Edited by Big Pun - 2/3/16 at 1:48pm
post #21253 of 24089
We don't get too many salespeople coming to our door, but most of them come from the "pity me and my hard-knock life story" school of door-to-door sales (mostly for magazine subscriptions). As far as I can tell, the only sales strategy these people are taught is to 1) have a story of personal woe (single motherhood seems to be popular) coupled with 2) the ability to speak almost forever without stopping to take a breath (which would give the other person a split second to say "no thanks").
post #21254 of 24089

post #21255 of 24089
Quote:
Originally Posted by Big Pun View Post

After he demanded the pop back I was going to ask if I was no longer considered a nice person, and then slam the door in his face, but that would've been too cruel.

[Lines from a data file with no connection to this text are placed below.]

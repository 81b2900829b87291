//! HIR to MIR lowering.
//!
//! Declaration-surface lowering: each function (and a synthetic
//! `blueprint.<Name>` function per blueprint) gets a single `entry`
//! block holding one `Unary` annotation instruction per modifier,
//! attribute, return record, and parameter, in a fixed order, followed
//! by a `Return` terminator. Type text in details always uses the
//! normalised rendering so reruns print identically.

use bolt_compiler_hir as hir;
use log::debug;

use crate::{Blueprint, BlueprintField, Function, InstructionKind, Module, Parameter};

fn join_list(list: &[String], label: &str) -> String {
    let mut text = String::from(label);
    for entry in list {
        text.push(' ');
        text.push_str(entry);
    }
    text
}

/// Lowers a bound HIR module into MIR.
pub fn lower_from_hir(hir_module: &hir::Module) -> Module {
    let mut module = Module {
        package_name: hir_module.package_name.clone(),
        module_name: hir_module.module_name.clone(),
        ..Module::default()
    };

    module.canonical_module_path = if hir_module.package_name.is_empty()
        || hir_module.package_name == hir_module.module_name
    {
        hir_module.module_name.clone()
    } else {
        format!("{}::{}", hir_module.package_name, hir_module.module_name)
    };

    module.imports = hir_module
        .imports
        .iter()
        .map(|import| import.module_path.clone())
        .collect();

    for hir_function in &hir_module.functions {
        let function = lower_function(hir_function);
        module.functions.push(function);
    }

    for hir_blueprint in &hir_module.blueprints {
        module.blueprints.push(lower_blueprint_record(hir_blueprint));
        let function = lower_blueprint_function(hir_blueprint);
        module.functions.push(function);
    }

    debug!(
        "lowered module '{}' with {} functions",
        module.canonical_module_path,
        module.functions.len()
    );

    module
}

fn lower_function(hir_function: &hir::Function) -> Function {
    let mut function = Function::new(&hir_function.name);
    function.is_blueprint_constructor = hir_function.is_blueprint_constructor;
    function.is_blueprint_destructor = hir_function.is_blueprint_destructor;
    function.blueprint_name = hir_function.blueprint_name.clone();

    let mut details: Vec<String> = Vec::new();

    if !hir_function.modifiers.is_empty() {
        details.push(join_list(&hir_function.modifiers, "modifiers:"));
    }

    if hir_function.is_interrupt_handler {
        details.push("attr interruptHandler".to_string());
    }
    if hir_function.is_bare_function {
        details.push("attr bareFunction".to_string());
    }
    if hir_function.is_page_aligned {
        details.push("attr pageAligned".to_string());
    }
    if let Some(section_name) = &hir_function.section_name {
        details.push(format!("section {section_name}"));
    }
    if let Some(alignment) = hir_function.alignment_bytes {
        details.push(format!("aligned {alignment}"));
    }
    if let Some(identifier) = hir_function.system_request_id {
        details.push(format!("systemRequest {identifier}"));
    }
    if let Some(intrinsic_name) = &hir_function.intrinsic_name {
        details.push(format!("intrinsic {intrinsic_name}"));
    }
    if !hir_function.kernel_markers.is_empty() {
        details.push(join_list(&hir_function.kernel_markers, "kernelMarkers:"));
    }

    if hir_function.has_return_type {
        function.has_return_type = true;
        function.return_type = hir_function.return_type.clone();
        function.return_is_live = hir_function.return_is_live_value;
        let mut detail = format!("return {}", function.return_type.canonical_text());
        if hir_function.return_is_live_value {
            detail.push_str(" [live]");
        }
        details.push(detail);
    }

    for parameter in &hir_function.parameters {
        function.parameters.push(Parameter {
            ty: parameter.ty.clone(),
            name: parameter.name.clone(),
            is_live: parameter.is_live_value,
            default_value: parameter.default_value.clone(),
            requires_explicit_value: parameter.requires_explicit_value,
        });

        let mut detail = format!(
            "param {} {}",
            parameter.ty.canonical_text(),
            parameter.name
        );
        if parameter.is_live_value {
            detail.push_str(" [live]");
        }
        if let Some(default_value) = &parameter.default_value {
            detail.push_str(&format!(" default={default_value}"));
        }
        if parameter.requires_explicit_value {
            detail.push_str(" required");
        }
        details.push(detail);
    }

    let entry = function.append_block("entry");
    for detail in details {
        entry.append_instruction(InstructionKind::Unary).detail = detail;
    }
    entry.append_instruction(InstructionKind::Return).detail = "function".to_string();

    function
}

fn lower_blueprint_record(hir_blueprint: &hir::Blueprint) -> Blueprint {
    Blueprint {
        name: hir_blueprint.name.clone(),
        modifiers: hir_blueprint.modifiers.clone(),
        is_packed: hir_blueprint.is_packed,
        alignment_bytes: hir_blueprint.alignment_bytes,
        fields: hir_blueprint
            .fields
            .iter()
            .map(|field| BlueprintField {
                name: field.name.clone(),
                ty: field.ty.clone(),
                is_live: field.is_live_value,
                bit_width: field.bit_width,
                alignment_bytes: field.alignment_bytes,
            })
            .collect(),
    }
}

fn lower_blueprint_function(hir_blueprint: &hir::Blueprint) -> Function {
    let mut function = Function::new(format!("blueprint.{}", hir_blueprint.name));

    let mut details: Vec<String> = Vec::new();
    if !hir_blueprint.modifiers.is_empty() {
        details.push(join_list(&hir_blueprint.modifiers, "modifiers:"));
    }
    if hir_blueprint.is_packed {
        details.push("attr packed".to_string());
    }
    if let Some(alignment) = hir_blueprint.alignment_bytes {
        details.push(format!("aligned {alignment}"));
    }

    for field in &hir_blueprint.fields {
        let mut detail = format!("field {} {}", field.ty.canonical_text(), field.name);
        if field.is_live_value {
            detail.push_str(" [live]");
        }
        if let Some(bit_width) = field.bit_width {
            detail.push_str(&format!(" bits={bit_width}"));
        }
        if let Some(alignment) = field.alignment_bytes {
            detail.push_str(&format!(" align={alignment}"));
        }
        details.push(detail);
    }

    let entry = function.append_block("entry");
    for detail in details {
        entry.append_instruction(InstructionKind::Unary).detail = detail;
    }
    entry.append_instruction(InstructionKind::Return).detail = "blueprint".to_string();

    function
}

Speaking of possible scams, I bought a a $50 pack of meat from Omaha Steaks out of curiosity. It seemed to be not a terrible deal, like 9 meals worth of protein.



We were gifted some once.  The steaks were good - not the best I have ever had, but better than average.  They're just going to spam the hell out of you to buy more.

 

Edit: they also do the obnoxious JAB style 32583257238957% off type advertising.